We've seen it too much from these two. Not "true aces". The search continues.

Anonymous said...

Oh Dr truth, i tried to make it clear that my anti lee sentiment was a sarcastic poke at the stupid criteria laid out by a few dumb people on this comment board. Lee did just about everything that somehow excludes liriano from being an ace last night, and in a big game too. I still think lee is an elite pitcher just like i think liriano is an elite pitcher. My point was that if you cherry pick a tiny sample of any pitchers games and evaluated them against unreasonable criteria required by some of an ace, no pitcher in the league is going to measure up.

chris said...

Anon is right. You could see lee unravel in the 4th. An ace would have bared down and gotten out of that inning. And really if lee was an ace he would never have scored upon because thats how it works. You allow some baserunners, then that mental toughness sets in and you dont give up hits. Makes a lot of sense to me.

Ed Bast said...

Anon, except that my criticisms of Liriano are based on his entire breadth of work. Yes, his ALDS performance left something to be desired, but I saw that coming based on what I've seen out of the guy the last 2 years. It was one of the reasons I wanted him to start Game 2 instead of Game 1.

Lee has proved himself to be a postseason ace. Liriano hasn't. Please tell me what Liriano has accomplished post-surgery. Two awful seasons - did you see him pitch in 09? every time he got in to trouble he absolutely unraveled - and a very good year in 10, in which he pitched terribly down the stretch, including a poor postseason start.

Being an "ace" in my book - and we're getting way too bogged down on definitions - but being in ace doesn't mean having a dominant start every now and then and racking up a bunch of strikeouts. You need to be consistent, and you need to step it up in Sept./Oct. He simply hasn't done this. It's not debatable. Now, if your definition of an ace differs from mine - high K totals, a "nasty" pitch, good advanced stats, whatever - fine. Call him an ace.

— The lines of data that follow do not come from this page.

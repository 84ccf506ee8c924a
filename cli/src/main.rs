//! nmapkit CLI - Run nmap and read its results
//!
//! A command-line front end for scanning hosts, listing interfaces,
//! reading saved XML reports, and managing scanner defaults.

mod commands;

use std::path::PathBuf;

use clap::{Parser, Subcommand};
use tracing_subscriber::{layer::SubscriberExt, util::SubscriberInitExt, EnvFilter};

#[derive(Parser)]
#[command(name = "nmapkit")]
#[command(author, version, about = "Run nmap and read its results")]
#[command(propagate_version = true)]
struct Cli {
    #[command(subcommand)]
    command: Commands,

    /// Output in JSON format
    #[arg(long, global = true)]
    json: bool,

    /// More log output (-v debug, -vv trace)
    #[arg(short, long, global = true, action = clap::ArgAction::Count)]
    verbose: u8,
}

#[derive(Subcommand)]
enum Commands {
    /// List network interfaces and routes
    #[command(alias = "if")]
    Interfaces,

    /// Scan one or more targets
    Scan {
        /// Hosts, networks or ranges
        #[arg(required = true)]
        targets: Vec<String>,

        /// Ports to scan, e.g. 22,80,1000-2000
        #[arg(short, long, conflicts_with = "top_ports")]
        ports: Option<String>,

        /// Scan the N most common ports
        #[arg(long)]
        top_ports: Option<u32>,

        /// Detect service versions
        #[arg(long)]
        service: bool,

        /// Detect the operating system
        #[arg(long)]
        os: bool,

        /// Timing template (0-5)
        #[arg(short = 'T', value_parser = clap::value_parser!(u8).range(0..=5))]
        timing: Option<u8>,

        /// Give up after this many seconds
        #[arg(long)]
        timeout: Option<u64>,
    },

    /// Parse a saved XML report
    Parse {
        /// Path to the report
        file: PathBuf,
    },

    /// Show the nmap binary in use and its version
    Tool,

    /// Manage scanner defaults
    Config {
        #[command(subcommand)]
        action: Option<ConfigAction>,
    },
}

#[derive(Subcommand)]
enum ConfigAction {
    /// Show current configuration
    Show,
    /// Use this nmap binary (omit to search PATH again)
    SetBinary { path: Option<PathBuf> },
    /// Milliseconds between SIGTERM and SIGKILL
    SetGrace { millis: u64 },
    /// Default run timeout in seconds (omit to clear)
    SetTimeout { secs: Option<u64> },
}

fn init_logging(verbose: u8) {
    let default = match verbose {
        0 => "warn",
        1 => "nmapkit_core=debug,info",
        _ => "trace",
    };
    tracing_subscriber::registry()
        .with(EnvFilter::try_from_default_env().unwrap_or_else(|_| EnvFilter::new(default)))
        .with(
            tracing_subscriber::fmt::layer()
                .with_target(false)
                .with_writer(std::io::stderr),
        )
        .init();
}

#[tokio::main(flavor = "current_thread")]
async fn main() -> anyhow::Result<()> {
    let cli = Cli::parse();
    init_logging(cli.verbose);

    match cli.command {
        Commands::Interfaces => {
            commands::interfaces::run(cli.json).await?;
        }
        Commands::Scan {
            targets,
            ports,
            top_ports,
            service,
            os,
            timing,
            timeout,
        } => {
            let args = commands::scan::ScanArgs {
                targets,
                ports,
                top_ports,
                service,
                os,
                timing,
                timeout,
            };
            commands::scan::run(args, cli.json).await?;
        }
        Commands::Parse { file } => {
            commands::parse::run(&file, cli.json).await?;
        }
        Commands::Tool => {
            commands::tool::run(cli.json).await?;
        }
        Commands::Config { action } => match action.unwrap_or(ConfigAction::Show) {
            ConfigAction::Show => commands::config::show(cli.json).await?,
            ConfigAction::SetBinary { path } => commands::config::set_binary(path).await?,
            ConfigAction::SetGrace { millis } => commands::config::set_grace(millis).await?,
            ConfigAction::SetTimeout { secs } => commands::config::set_timeout(secs).await?,
        },
    }

    Ok(())
}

All I'm saying is, based on what we've seen from him the last two years suggests we can't count on him in Sept/Oct. I want to see this team make a run at the WS. I think we need to bring in a top-of-the-rotation guy to help us win in the playoffs.

And I'm tired of the "small-sample-size" excuse applied to the Twins. Look: your sample size isn't going to get much bigger if you keep playing crappy and losing playoff games!

Anonymous said...

Judging lirano based on what he did the 2 years after he came back from injury isnt particularly fair since hes a very different pitcher this year than he was last. And if youre looking for a track record of late season games how is grienke at all superior to liriano. Never pitched a meaningful late season game and hes had one great season surrounded by lesser seasons.

Matt said...

A top 10 pitcher with an ERA of 10? You've just gotta be kidding here, right?

And, to those who use insults (like calling people dumb and/or stupid) and cheap shots as your way of debating others, knock it off.

Ed Bast said...

Read my f-ing posts! I want Greinke AND Liriano on this team! Or Liriano and another top-of-the-rotation guy! Read, THEN comment!

Ed Bast said...

Matt, I missed that one. But that comment - "even if his ERA was 10 I'd think he was a top 10 guy with those peripherals" - seems to sum up the blogosphere's love affair with Liriano. He's a textbook example of a guy whose stats do not tell the whole story. Statheads pound home how elite his advanced numbers are; they latch on to him as a guy who doesn't get enough respect, and this confirms what sabermetrics is the superior way to evaluate baseball players, and everyone else just doesn't get it.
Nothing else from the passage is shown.